Serotonin agonists. Some serotonin agonists are metabolised predominantly by monoamine oxidase A and may need to be avoided or have their dosage reduced if administered concomitantly with moclobemide.
Sympathomimetic amines. Possible undesired interactions between moclobemide and directly acting sympathomimetic amines were investigated in healthy subjects. Phenylephrine reactivity was investigated by infusion of increasing phenylephrine doses before and after moclobemide (100 mg single; 200 mg single; 100 mg three times per day for one week; 200 mg three times per day for three weeks) administration. After the three lowest doses, phenylephrine reactivity remained unchanged. After chronic administration of the highest dose there was a slight increase by 1.8 of the sensitivity factor in only four out of the six subjects, in the other two it was unchanged. Thus only after repeated administration of the high therapeutic doses of moclobemide 200 mg three times per day could a slight interaction be observed. Phenylephrine was given intravenously, but in general it would be used as a nasal decongestant. Recommended use in these indications would be unlikely to result in concentrations of phenylephrine which cause relevant blood pressure increases.

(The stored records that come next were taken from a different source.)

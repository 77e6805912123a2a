// src/logging.rs

//! Logging setup for `assetpipe` using `tracing` + `tracing-subscriber`.
//!
//! Priority for determining the log level:
//! 1. `--log-level` CLI flag (if provided)
//! 2. `ASSETPIPE_LOG` environment variable (e.g. "info", "debug")
//! 3. default to `info`
//!
//! Logs are sent to STDERR so stdout stays free for dry-run output.

use anyhow::Result;
use tracing_subscriber::fmt;

use crate::cli::LogLevel;

/// Initialise global logging subscriber.
///
/// Safe to call once at startup.
pub fn init_logging(cli_level: Option<LogLevel>) -> Result<()> {
    let level = match cli_level {
        Some(lvl) => level_from_log_level(lvl),
        None => std::env::var("ASSETPIPE_LOG")
            .ok()
            .and_then(|s| parse_level_str(&s))
            .unwrap_or(tracing::Level::INFO),
    };

    fmt()
        .with_max_level(level)
        .with_target(true)
        .with_thread_ids(false)
        .with_thread_names(false)
        .with_writer(std::io::stderr)
        .init();

    Ok(())
}

fn level_from_log_level(lvl: LogLevel) -> tracing::Level {
    match lvl {
        LogLevel::Error => tracing::Level::ERROR,
        LogLevel::Warn => tracing::Level::WARN,
        LogLevel::Info => tracing::Level::INFO,
        LogLevel::Debug => tracing::Level::DEBUG,
        LogLevel::Trace => tracing::Level::TRACE,
    }
}

fn parse_level_str(s: &str) -> Option<tracing::Level> {
    match s.trim().to_lowercase().as_str() {
        "error" => Some(tracing::Level::ERROR),
        "warn" | "warning" => Some(tracing::Level::WARN),
        "info" => Some(tracing::Level::INFO),
        "debug" => Some(tracing::Level::DEBUG),
        "trace" => Some(tracing::Level::TRACE),
        _ => None,
    }
}
// src/pipeline/html.rs

//! HTML assembly: include resolution plus sprite injection.
//!
//! Top-level pages come from the html source glob; anything inside the
//! partials directory is never compiled standalone. A line starting with
//! the include prefix (`@@include(header.html)` by default) is replaced
//! with the named partial's contents, recursively. After include
//! resolution the sprite file's contents are substituted for the inject
//! marker so icons are available inline.

use std::fs;
use std::path::Path;

use anyhow::Context;
use tracing::{debug, warn};

use crate::config::{AssetCategory, ConfigFile};
use crate::errors::{AssetpipeError, Result};
use crate::pipeline::sources;

/// Hard stop for recursive includes; partials including each other in a
/// loop would otherwise never terminate.
const MAX_INCLUDE_DEPTH: usize = 16;

#[derive(Debug, Clone, Copy, PartialEq, Eq)]
pub struct HtmlSummary {
    pub pages: usize,
}

pub fn run(config: &ConfigFile) -> Result<HtmlSummary> {
    let entry = config.entry(AssetCategory::Html)?;
    let partials_dir = config.partials_dir()?;

    let sprite = match fs::read_to_string(config.sprite_path()?) {
        Ok(contents) => contents.trim_end().to_string(),
        Err(err) => {
            warn!(error = %err, "sprite file not readable; injecting nothing");
            String::new()
        }
    };

    fs::create_dir_all(&entry.dest)
        .with_context(|| format!("creating destination {}", entry.dest.display()))?;

    let mut pages = 0usize;

    for page in sources::matching_files(&entry.src)? {
        if page.starts_with(partials_dir) {
            continue;
        }
        let Some(file_name) = page.file_name() else {
            continue;
        };

        let source = fs::read_to_string(&page)
            .with_context(|| format!("reading page {}", page.display()))?;
        let label = page.display().to_string();

        let assembled = resolve_includes(
            &source,
            &label,
            partials_dir,
            &config.build.include_prefix,
            0,
        )?;
        let injected = assembled.replace(&config.build.inject_marker, &sprite);

        let dest = entry.dest.join(file_name);
        fs::write(&dest, injected)
            .with_context(|| format!("writing page {}", dest.display()))?;
        debug!(page = %label, dest = %dest.display(), "assembled page");
        pages += 1;
    }

    Ok(HtmlSummary { pages })
}

/// Replace every include directive line with the named partial's contents.
///
/// `page_label` names the file currently being resolved, for error messages.
fn resolve_includes(
    source: &str,
    page_label: &str,
    partials_dir: &Path,
    prefix: &str,
    depth: usize,
) -> Result<String> {
    if depth > MAX_INCLUDE_DEPTH {
        return Err(AssetpipeError::MalformedInclude {
            page: page_label.to_string(),
            line: 0,
            detail: format!("include depth exceeded {MAX_INCLUDE_DEPTH} (include cycle?)"),
        });
    }

    let mut out = String::with_capacity(source.len());

    for (idx, line) in source.lines().enumerate() {
        let trimmed = line.trim_start();
        let Some(directive) = trimmed.strip_prefix(prefix) else {
            out.push_str(line);
            out.push('\n');
            continue;
        };

        let partial_name =
            parse_include(directive).map_err(|detail| AssetpipeError::MalformedInclude {
                page: page_label.to_string(),
                line: idx + 1,
                detail,
            })?;

        let partial_path = partials_dir.join(partial_name);
        let partial_source =
            fs::read_to_string(&partial_path).map_err(|_| AssetpipeError::MissingPartial {
                partial: partial_name.to_string(),
                page: page_label.to_string(),
            })?;

        let resolved = resolve_includes(
            &partial_source,
            &partial_path.display().to_string(),
            partials_dir,
            prefix,
            depth + 1,
        )?;
        out.push_str(&resolved);
    }

    Ok(out)
}

/// Parse the tail of an include directive: `include(name.html)`, with
/// optional quotes and `./` around the name.
fn parse_include(directive: &str) -> std::result::Result<&str, String> {
    let rest = directive
        .trim_start()
        .strip_prefix("include")
        .ok_or_else(|| "expected `include(...)` after the prefix token".to_string())?;
    let rest = rest
        .trim_start()
        .strip_prefix('(')
        .ok_or_else(|| "expected `(` after `include`".to_string())?;
    let (arg, _) = rest
        .split_once(')')
        .ok_or_else(|| "unterminated include directive (missing `)`)".to_string())?;

    let name = arg
        .trim()
        .trim_matches(|c| c == '\'' || c == '"')
        .trim_start_matches("./");

    if name.is_empty() {
        return Err("empty partial name".to_string());
    }
    Ok(name)
}

#[cfg(test)]
mod tests {
    use super::*;

    #[test]
    fn parse_include_accepts_quoted_and_bare_names() {
        assert_eq!(parse_include("include(header.html)"), Ok("header.html"));
        assert_eq!(parse_include("include('./header.html')"), Ok("header.html"));
        assert_eq!(parse_include("include(\"nav.html\")"), Ok("nav.html"));
    }

    #[test]
    fn parse_include_rejects_malformed_directives() {
        assert!(parse_include("incl(header.html)").is_err());
        assert!(parse_include("include(header.html").is_err());
        assert!(parse_include("include()").is_err());
    }

    #[test]
    fn includes_are_resolved_recursively() -> anyhow::Result<()> {
        let tmp = tempfile::tempdir()?;
        let partials = tmp.path().join("partials");
        fs::create_dir_all(&partials)?;
        fs::write(partials.join("outer.html"), "<header>\n@@include(inner.html)\n</header>\n")?;
        fs::write(partials.join("inner.html"), "<nav>links</nav>\n")?;

        let page = "<body>\n@@include(outer.html)\n</body>\n";
        let resolved = resolve_includes(page, "index.html", &partials, "@@", 0)?;

        assert!(resolved.contains("<nav>links</nav>"));
        assert!(!resolved.contains("@@include"));
        Ok(())
    }

    #[test]
    fn missing_partial_is_a_descriptive_error() {
        let tmp = tempfile::tempdir().unwrap();
        let err = resolve_includes("@@include(ghost.html)\n", "index.html", tmp.path(), "@@", 0)
            .unwrap_err();
        assert!(matches!(err, AssetpipeError::MissingPartial { .. }));
    }

    #[test]
    fn include_cycles_are_cut_off() -> anyhow::Result<()> {
        let tmp = tempfile::tempdir()?;
        fs::write(tmp.path().join("loop.html"), "@@include(loop.html)\n")?;

        let err = resolve_includes("@@include(loop.html)\n", "index.html", tmp.path(), "@@", 0)
            .unwrap_err();
        assert!(matches!(err, AssetpipeError::MalformedInclude { .. }));
        Ok(())
    }
}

Alcohol. Concomitant moclobemide administration did not further reduce performance in subjects with a blood content of alcohol distinctly reducing performance. In elderly subjects, there was also no additional influence at therapeutic doses.
Overdosage
The highest reported overdose is 20.55 g. The usual signs of overdose with moclobemide alone are nausea, vomiting, drowsiness, disorientation, slurred speech, amnesia, reduced reflexes, agitation, hypertension and convulsions.
As with other antidepressants, combination overdoses of moclobemide and other antidepressants, alcohol and other drugs can be life threatening. Fatalities have been reported in combination overdoses. Patients should be hospitalised and closely monitored so that appropriate treatment can be given. Serotonin syndrome symptoms (hypertension, spasm, altered consciousness) have been reported with mixed overdoses with clomipramine or selective serotonin reuptake inhibitors.
Management of the overdose should include monitoring of vital signs and consideration of other agents ingested in multiple overdoses. Other measures may include activated charcoal.